▶ Exercise details:
Can you quote, word for word, every line from the first line of the records below through the line containing "pub fn update_values(mut", and nothing else?

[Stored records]
* * *

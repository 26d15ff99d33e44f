use std::collections::BTreeMap;

use dcrdesk_schema::conf::config_store::ConfigStore;
use dcrdesk_schema::values::{string, Str};
use eframe::egui;
use eframe::egui::Layout;
use log::debug;

use crate::common::{h6, outline_button};
use crate::components::clickable::Clickable;
use crate::components::radio_group::RadioGroup;
use crate::modal::{Modal, ModalFrame};
use crate::page::GuiContext;
use crate::theme::values;

type UpdateValues<G> = Box<dyn FnMut(&str, &mut G)>;

/// Radio list bound to one persisted config key. Picking an option writes
/// it, runs the update callback, refreshes the theme and closes the modal.
pub struct ListPreferenceModal<G> {
    frame: ModalFrame<G>,
    gctx: GuiContext<G>,
    title: String,
    preference_key: String,
    default_value: String,
    // BTreeMap keeps keys sorted for a stable display order
    items: BTreeMap<String, String>,
    options: RadioGroup,
    cancel: Clickable,
    update_values: Option<UpdateValues<G>>,
}

impl<G: ConfigStore + 'static> ListPreferenceModal<G> {
    pub fn new(
        gctx: &GuiContext<G>,
        preference_key: impl Into<String>,
        default_value: impl Into<String>,
        items: impl IntoIterator<Item = (String, String)>,
    ) -> Self {
        let preference_key = preference_key.into();
        Self {
            frame: ModalFrame::new(format!("list_preference_{}", preference_key), gctx.nav.clone()),
            gctx: gctx.clone(),
            title: String::new(),
            preference_key,
            default_value: default_value.into(),
            items: items.into_iter().collect(),
            options: RadioGroup::default(),
            cancel: Clickable::new(),
            update_values: None,
        }
    }

    pub fn title(mut self, title: impl Into<String>) -> Self {
        self.title = title.into();
        self
    }

    pub fn update_values(mut self, callback: impl FnMut(&str, &mut G) + 'static) -> Self {
        self.update_values = Some(Box::new(callback));
        self
    }

    pub fn current_value(&self) -> &str {
        &self.options.value
    }

    pub fn keys(&self) -> Vec<&str> {
        self.items.keys().map(|k| k.as_str()).collect()
    }

    /// Same as clicking the radio button of `key`.
    pub fn select(&mut self, key: &str) {
        if self.items.contains_key(key) {
            self.options.select(key);
        }
    }

    pub fn cancel(&mut self) {
        self.cancel.click();
    }

    pub fn click_backdrop(&mut self) {
        self.frame.click_backdrop();
    }

    pub fn is_dismissed(&self) -> bool {
        self.frame.is_dismissed()
    }
}

impl<G: ConfigStore + 'static> Modal<G> for ListPreferenceModal<G> {
    fn id(&self) -> &str {
        self.frame.id()
    }

    fn on_resume(&mut self, g: &mut G) {
        let mut current = g.read_string_config_value_for_key(&self.preference_key);
        if current.is_empty() {
            current = self.default_value.clone();
        }
        // Loading the stored value is not a selection.
        self.options.value = current;
        self.options.changed();
    }

    fn handle(&mut self, g: &mut G) {
        if self.options.changed() {
            let value = self.options.value.clone();
            debug!("Preference {} set to {}", self.preference_key, value);
            g.save_user_config_value(&self.preference_key, &value);
            if let Some(callback) = self.update_values.as_mut() {
                callback(&value, g);
            }
            self.gctx.nav.refresh_theme();
            self.frame.dismiss();
            return;
        }

        let cancelled = self.cancel.clicked();
        if cancelled || self.frame.backdrop_clicked() {
            self.frame.dismiss();
        }
    }

    fn layout(&mut self, ctx: &egui::Context, _g: &G) {
        let theme = self.gctx.theme();
        let title = &self.title;
        let items = &self.items;
        let options = &mut self.options;
        let cancel = &mut self.cancel;
        self.frame.layout(ctx, &theme, |ui| {
            h6(ui, &theme, title.clone());
            ui.add_space(values::MARGIN_PADDING_8);
            for (key, label) in items.iter() {
                options.radio(ui, key, label, theme.color.text);
            }
            ui.add_space(values::MARGIN_PADDING_16);
            ui.with_layout(Layout::right_to_left(egui::Align::Center), |ui| {
                cancel.add(ui, outline_button(&theme, string(Str::Cancel)));
            });
        });
    }
}

#[cfg(test)]
mod tests {
    use super::*;
    use crate::page::navigator::{NavCommand, Navigator};
    use crate::theme::shared_theme;
    use dcrdesk_schema::conf::config_store::MemoryConfigStore;
    use std::cell::RefCell;
    use std::rc::Rc;

    /// Config store that records writes alongside the navigation requests
    /// already sent, so ordering can be checked.
    #[derive(Default)]
    struct RecordingStore {
        inner: MemoryConfigStore,
        writes: Vec<(String, String)>,
    }

    impl ConfigStore for RecordingStore {
        fn read_string_config_value_for_key(&self, key: &str) -> String {
            self.inner.read_string_config_value_for_key(key)
        }
        fn save_user_config_value(&mut self, key: &str, value: &str) {
            self.writes.push((key.to_string(), value.to_string()));
            self.inner.save_user_config_value(key, value);
        }
    }

    fn modal(nav: Navigator<RecordingStore>) -> ListPreferenceModal<RecordingStore> {
        let gctx = GuiContext { theme: shared_theme(false), nav };
        let items = [("k2", "Two"), ("k1", "One"), ("k3", "Three")]
            .into_iter()
            .map(|(k, v)| (k.to_string(), v.to_string()));
        ListPreferenceModal::new(&gctx, "prefKey", "k1", items).title("Pick")
    }

    #[test]
    fn missing_value_resumes_to_default() {
        let (nav, _rx) = Navigator::channel();
        let mut store = RecordingStore::default();
        let mut m = modal(nav);
        assert_eq!(m.current_value(), "");
        m.on_resume(&mut store);
        assert_eq!(m.current_value(), "k1");
        assert_eq!(m.keys(), vec!["k1", "k2", "k3"]);
        m.handle(&mut store);
        assert!(store.writes.is_empty());
        assert!(!m.is_dismissed());
    }

    #[test]
    fn stored_value_wins_over_default() {
        let (nav, _rx) = Navigator::channel();
        let mut store = RecordingStore::default();
        store.inner.save_user_config_value("prefKey", "k3");
        let mut m = modal(nav);
        m.on_resume(&mut store);
        assert_eq!(m.current_value(), "k3");
    }

    #[test]
    fn selection_writes_then_calls_back_then_dismisses() {
        let (nav, rx) = Navigator::channel();
        let order = Rc::new(RefCell::new(Vec::<String>::new()));
        let seen = order.clone();
        let rx_seen = rx.clone();
        let mut m = modal(nav).update_values(move |value, store: &mut RecordingStore| {
            assert_eq!(store.writes.len(), 1);
            // nothing sent to the navigator yet
            assert!(rx_seen.is_empty());
            seen.borrow_mut().push(format!("callback:{}", value));
        });
        let mut store = RecordingStore::default();
        m.on_resume(&mut store);
        m.select("k2");
        m.handle(&mut store);

        assert_eq!(store.writes, vec![("prefKey".to_string(), "k2".to_string())]);
        assert_eq!(*order.borrow(), vec!["callback:k2"]);
        let sent: Vec<String> = rx.try_iter().map(|c: NavCommand<RecordingStore>| c.describe()).collect();
        assert_eq!(sent, vec!["refresh_theme", "dismiss_modal:list_preference_prefKey"]);

        m.handle(&mut store);
        assert_eq!(store.writes.len(), 1);
        assert!(rx.is_empty());
    }

    #[test]
    fn reselecting_current_does_nothing() {
        let (nav, rx) = Navigator::channel();
        let mut store = RecordingStore::default();
        let mut m = modal(nav);
        m.on_resume(&mut store);
        m.select("k1");
        m.select("nope");
        m.handle(&mut store);
        assert!(store.writes.is_empty());
        assert!(rx.is_empty());
    }

    #[test]
    fn cancel_and_backdrop_dismiss_without_writing() {
        for backdrop in [false, true] {
            let (nav, rx) = Navigator::channel();
            let mut store = RecordingStore::default();
            let mut m = modal(nav);
            m.on_resume(&mut store);
            if backdrop {
                m.click_backdrop();
            } else {
                m.cancel();
            }
            m.handle(&mut store);
            assert!(store.writes.is_empty());
            assert!(m.is_dismissed());
            assert_eq!(rx.len(), 1);
        }
    }

    #[test]
    fn renders_headless() {
        let (nav, _rx) = Navigator::channel();
        let mut store = RecordingStore::default();
        let mut m = modal(nav);
        m.on_resume(&mut store);
        let ctx = egui::Context::default();
        let _ = ctx.run(egui::RawInput::default(), |ctx| {
            m.layout(ctx, &store);
        });
        assert_eq!(m.current_value(), "k1");
    }
}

* * *

▶ Final answer:
repository 26d15ff99d33e44f
use std::collections::BTreeMap;

use dcrdesk_schema::conf::config_store::ConfigStore;
use dcrdesk_schema::values::{string, Str};
use eframe::egui;
use eframe::egui::Layout;
use log::debug;

use crate::common::{h6, outline_button};
use crate::components::clickable::Clickable;
use crate::components::radio_group::RadioGroup;
use crate::modal::{Modal, ModalFrame};
use crate::page::GuiContext;
use crate::theme::values;

type UpdateValues<G> = Box<dyn FnMut(&str, &mut G)>;

/// Radio list bound to one persisted config key. Picking an option writes
/// it, runs the update callback, refreshes the theme and closes the modal.
pub struct ListPreferenceModal<G> {
    frame: ModalFrame<G>,
    gctx: GuiContext<G>,
    title: String,
    preference_key: String,
    default_value: String,
    // BTreeMap keeps keys sorted for a stable display order
    items: BTreeMap<String, String>,
    options: RadioGroup,
    cancel: Clickable,
    update_values: Option<UpdateValues<G>>,
}

impl<G: ConfigStore + 'static> ListPreferenceModal<G> {
    pub fn new(
        gctx: &GuiContext<G>,
        preference_key: impl Into<String>,
        default_value: impl Into<String>,
        items: impl IntoIterator<Item = (String, String)>,
    ) -> Self {
        let preference_key = preference_key.into();
        Self {
            frame: ModalFrame::new(format!("list_preference_{}", preference_key), gctx.nav.clone()),
            gctx: gctx.clone(),
            title: String::new(),
            preference_key,
            default_value: default_value.into(),
            items: items.into_iter().collect(),
            options: RadioGroup::default(),
            cancel: Clickable::new(),
            update_values: None,
        }
    }

    pub fn title(mut self, title: impl Into<String>) -> Self {
        self.title = title.into();
        self
    }

    pub fn update_values(mut self, callback: impl FnMut(&str, &mut G) + 'static) -> Self {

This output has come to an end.